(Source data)
┄┄┄┄┄┄┄┄┄┄

//! # Application State Management
//!
//! Shared state handed to every HTTP handler and WebSocket actor.
//!
//! ## Key Rust Concepts:
//!
//! ### Arc (Atomically Reference Counted)
//! - Every handler runs on some actix worker thread; `Arc` lets them all hold the same registry,
//!   budget, breaker and degradation objects
//! - Cloning an `AppState` only bumps reference counts
//!
//! ### RwLock for configuration
//! - Many readers (each new connection reads the audio settings), rare writers (`PUT /config`)
//! - `get_config()` clones so no lock is held while a handler works
//! - The pipeline factory sits behind its own lock so a config update can swap it
//!
//! ## Owned collaborators instead of globals:
//! The connection registry, error budget, circuit breaker and degradation flags are explicit
//! objects created once in `main` and passed around here. Tests build isolated instances.

use crate::config::AppConfig;
use crate::connection::ConnectionRegistry;
use crate::error::AppError;
use crate::pipeline::{self, PipelineFactory};
use crate::resilience::degradation::FallbackResponse;
use crate::resilience::{CircuitBreaker, ErrorBudget, GracefulDegradation, Service};
use crate::stream::StreamServices;
use anyhow::Result;
use std::sync::{Arc, RwLock};
use std::time::Instant;
use tracing::info;

#[derive(Clone)]
pub struct AppState {
    /// Application configuration (can be updated at runtime)
    pub config: Arc<RwLock<AppConfig>>,

    /// When the server started
    pub start_time: Instant,

    pub registry: Arc<ConnectionRegistry>,

    /// Retry accounting for every error category
    pub budget: Arc<ErrorBudget>,

    /// Guards the AI pipeline feed path
    pub breaker: Arc<CircuitBreaker>,

    pub degradation: Arc<GracefulDegradation>,

    /// Creates the AI pipeline of each new connection
    pub pipelines: Arc<RwLock<Arc<dyn PipelineFactory>>>,
}

impl AppState {
    /// Build every shared collaborator from the configuration.
    ///
    /// ## Errors:
    /// Fails if the pipeline mode is unknown or the fallback recording cannot be loaded.
    pub fn new(config: AppConfig) -> Result<Self> {
        let registry = Arc::new(ConnectionRegistry::from_config(&config.connections));
        let budget = Arc::new(ErrorBudget::new(
            config.resilience.max_retries,
            config.resilience.retry_delay(),
        ));
        let breaker = Arc::new(CircuitBreaker::new(
            Service::AiPipeline.as_str(),
            config.resilience.circuit_failure_threshold,
            config.resilience.recovery_timeout(),
        ));
        let degradation = Arc::new(GracefulDegradation::from_config(&config)?);
        let pipelines = pipeline::factory_from_config(&config)?;

        Ok(Self {
            config: Arc::new(RwLock::new(config)),
            start_time: Instant::now(),
            registry,
            budget,
            breaker,
            degradation,
            pipelines: Arc::new(RwLock::new(pipelines)),
        })
    }

    /// Get a copy of the current configuration.
    pub fn get_config(&self) -> AppConfig {
        self.config
            .read()
            .unwrap_or_else(|poisoned| poisoned.into_inner())
            .clone()
    }

    /// Replace the configuration after validating it.
    ///
    /// ## Runtime effect:
    /// - Registry limits and timeouts, the retry policy, the breaker threshold and recovery
    ///   timeout and the fallback response change immediately
    /// - Audio, playback and pipeline settings apply to connections opened afterwards
    /// - The listen address, sweep interval and event channel size need a restart; changing them
    ///   here is rejected
    ///
    /// Nothing is applied unless the whole update is accepted.
    pub fn update_config(&self, new_config: AppConfig) -> Result<(), AppError> {
        new_config
            .validate()
            .map_err(|e| AppError::ValidationError(e.to_string()))?;

        let restart_only = restart_only_changes(&self.get_config(), &new_config);
        if !restart_only.is_empty() {
            return Err(AppError::ValidationError(format!(
                "{} can only be changed by restarting the server",
                restart_only.join(", ")
            )));
        }

        let fallback = FallbackResponse::from_config(&new_config)
            .map_err(|e| AppError::ValidationError(e.to_string()))?;
        let pipelines = pipeline::factory_from_config(&new_config)
            .map_err(|e| AppError::ValidationError(e.to_string()))?;

        let resilience = &new_config.resilience;
        self.registry.update_settings(&new_config.connections);
        self.budget
            .reconfigure(resilience.max_retries, resilience.retry_delay());
        self.breaker.reconfigure(
            resilience.circuit_failure_threshold,
            resilience.recovery_timeout(),
        );
        self.degradation.set_fallback(fallback);
        *self
            .pipelines
            .write()
            .unwrap_or_else(|poisoned| poisoned.into_inner()) = pipelines;

        *self
            .config
            .write()
            .unwrap_or_else(|poisoned| poisoned.into_inner()) = new_config;
        info!("Configuration updated");
        Ok(())
    }

    /// Collaborators a new stream session is wired to.
    pub fn stream_services(&self) -> StreamServices {
        StreamServices {
            registry: Arc::clone(&self.registry),
            budget: Arc::clone(&self.budget),
            breaker: Arc::clone(&self.breaker),
            degradation: Arc::clone(&self.degradation),
            pipelines: Arc::clone(
                &self
                    .pipelines
                    .read()
                    .unwrap_or_else(|poisoned| poisoned.into_inner()),
            ),
        }
    }

    pub fn get_uptime_seconds(&self) -> u64 {
        self.start_time.elapsed().as_secs()
    }
}

/// Names of settings that differ between `current` and `new` but are only read at startup.
fn restart_only_changes(current: &AppConfig, new: &AppConfig) -> Vec<&'static str> {
    let mut changed = Vec::new();
    if current.server.host != new.server.host {
        changed.push("server.host");
    }
    if current.server.port != new.server.port {
        changed.push("server.port");
    }
    if current.connections.sweep_interval_seconds != new.connections.sweep_interval_seconds {
        changed.push("connections.sweep_interval_seconds");
    }
    if current.connections.event_channel_capacity != new.connections.event_channel_capacity {
        changed.push("connections.event_channel_capacity");
    }
    changed
}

┄┄┄┄┄┄┄┄┄┄

— Task —
Please repeat all the records above exactly as they appear.

— Answer area —
//! # Application State Management
//!
//! Shared state handed to every HTTP handler and WebSocket actor.
//!
//! ## Key Rust Concepts:
//!
//! ### Arc (Atomically Reference Counted)
//! - Every handler runs on some actix worker thread; `Arc` lets them all hold the same registry,
//!   budget, breaker and degradation objects
//! - Cloning an `AppState` only bumps reference counts
//!
//! ### RwLock for configuration
//! - Many readers (each new connection reads the audio settings), rare writers (`PUT /config`)
//! - `get_config()` clones so no lock is held while a handler works
//! - The pipeline factory sits behind its own lock so a config update can swap it
//!
//! ## Owned collaborators instead of globals:
//! The connection registry, error budget, circuit breaker and degradation flags are explicit
//! objects created once in `main` and passed around here. Tests build isolated instances.

use crate::config::AppConfig;
use crate::connection::ConnectionRegistry;
use crate::error::AppError;
use crate::pipeline::{self, PipelineFactory};
use crate::resilience::degradation::FallbackResponse;
use crate::resilience::{CircuitBreaker, ErrorBudget, GracefulDegradation, Service};
use crate::stream::StreamServices;
use anyhow::Result;
use std::sync::{Arc, RwLock};
use std::time::Instant;
use tracing::info;

#[derive(Clone)]
pub struct AppState {
    /// Application configuration (can be updated at runtime)
    pub config: Arc<RwLock<AppConfig>>,

    /// When the server started
    pub start_time: Instant,

    pub registry: Arc<ConnectionRegistry>,

    /// Retry accounting for every error category
    pub budget: Arc<ErrorBudget>,

    /// Guards the AI pipeline feed path
    pub breaker: Arc<CircuitBreaker>,

    pub degradation: Arc<GracefulDegradation>,

    /// Creates the AI pipeline of each new connection
    pub pipelines: Arc<RwLock<Arc<dyn PipelineFactory>>>,
}

impl AppState {
    /// Build every shared collaborator from the configuration.
    ///
    /// ## Errors:
    /// Fails if the pipeline mode is unknown or the fallback recording cannot be loaded.
    pub fn new(config: AppConfig) -> Result<Self> {
        let registry = Arc::new(ConnectionRegistry::from_config(&config.connections));
        let budget = Arc::new(ErrorBudget::new(
            config.resilience.max_retries,
            config.resilience.retry_delay(),
        ));
        let breaker = Arc::new(CircuitBreaker::new(
            Service::AiPipeline.as_str(),
            config.resilience.circuit_failure_threshold,
            config.resilience.recovery_timeout(),
        ));
        let degradation = Arc::new(GracefulDegradation::from_config(&config)?);
        let pipelines = pipeline::factory_from_config(&config)?;

        Ok(Self {
            config: Arc::new(RwLock::new(config)),
            start_time: Instant::now(),
            registry,
            budget,
            breaker,
            degradation,
            pipelines: Arc::new(RwLock::new(pipelines)),
        })
    }

    /// Get a copy of the current configuration.
    pub fn get_config(&self) -> AppConfig {
        self.config
            .read()
            .unwrap_or_else(|poisoned| poisoned.into_inner())
            .clone()
    }

    /// Replace the configuration after validating it.
    ///
    /// ## Runtime effect:
    /// - Registry limits and timeouts, the retry policy, the breaker threshold and recovery
    ///   timeout and the fallback response change immediately
    /// - Audio, playback and pipeline settings apply to connections opened afterwards
    /// - The listen address, sweep interval and event channel size need a restart; changing them
    ///   here is rejected
    ///
    /// Nothing is applied unless the whole update is accepted.
    pub fn update_config(&self, new_config: AppConfig) -> Result<(), AppError> {
        new_config
            .validate()
            .map_err(|e| AppError::ValidationError(e.to_string()))?;

        let restart_only = restart_only_changes(&self.get_config(), &new_config);
        if !restart_only.is_empty() {
            return Err(AppError::ValidationError(format!(
                "{} can only be changed by restarting the server",
                restart_only.join(", ")
            )));
        }

        let fallback = FallbackResponse::from_config(&new_config)
            .map_err(|e| AppError::ValidationError(e.to_string()))?;
        let pipelines = pipeline::factory_from_config(&new_config)
            .map_err(|e| AppError::ValidationError(e.to_string()))?;

        let resilience = &new_config.resilience;
        self.registry.update_settings(&new_config.connections);
        self.budget
            .reconfigure(resilience.max_retries, resilience.retry_delay());
        self.breaker.reconfigure(
            resilience.circuit_failure_threshold,
            resilience.recovery_timeout(),
        );
        self.degradation.set_fallback(fallback);
        *self
            .pipelines
            .write()
            .unwrap_or_else(|poisoned| poisoned.into_inner()) = pipelines;

        *self
            .config
            .write()
            .unwrap_or_else(|poisoned| poisoned.into_inner()) = new_config;
        info!("Configuration updated");
        Ok(())
    }

    /// Collaborators a new stream session is wired to.
    pub fn stream_services(&self) -> StreamServices {
        StreamServices {
            registry: Arc::clone(&self.registry),
            budget: Arc::clone(&self.budget),
            breaker: Arc::clone(&self.breaker),
            degradation: Arc::clone(&self.degradation),
            pipelines: Arc::clone(
                &self
                    .pipelines
                    .read()
                    .unwrap_or_else(|poisoned| poisoned.into_inner()),
            ),
        }
    }

    pub fn get_uptime_seconds(&self) -> u64 {
        self.start_time.elapsed().as_secs()
    }
}

/// Names of settings that differ between `current` and `new` but are only read at startup.
fn restart_only_changes(current: &AppConfig, new: &AppConfig) -> Vec<&'static str> {
    let mut changed = Vec::new();
    if current.server.host != new.server.host {
        changed.push("server.host");
    }
    if current.server.port != new.server.port {
        changed.push("server.port");
    }
    if current.connections.sweep_interval_seconds != new.connections.sweep_interval_seconds {
        changed.push("connections.sweep_interval_seconds");
    }
    if current.connections.event_channel_capacity != new.connections.event_channel_capacity {
        changed.push("connections.event_channel_capacity");
    }
    changed
}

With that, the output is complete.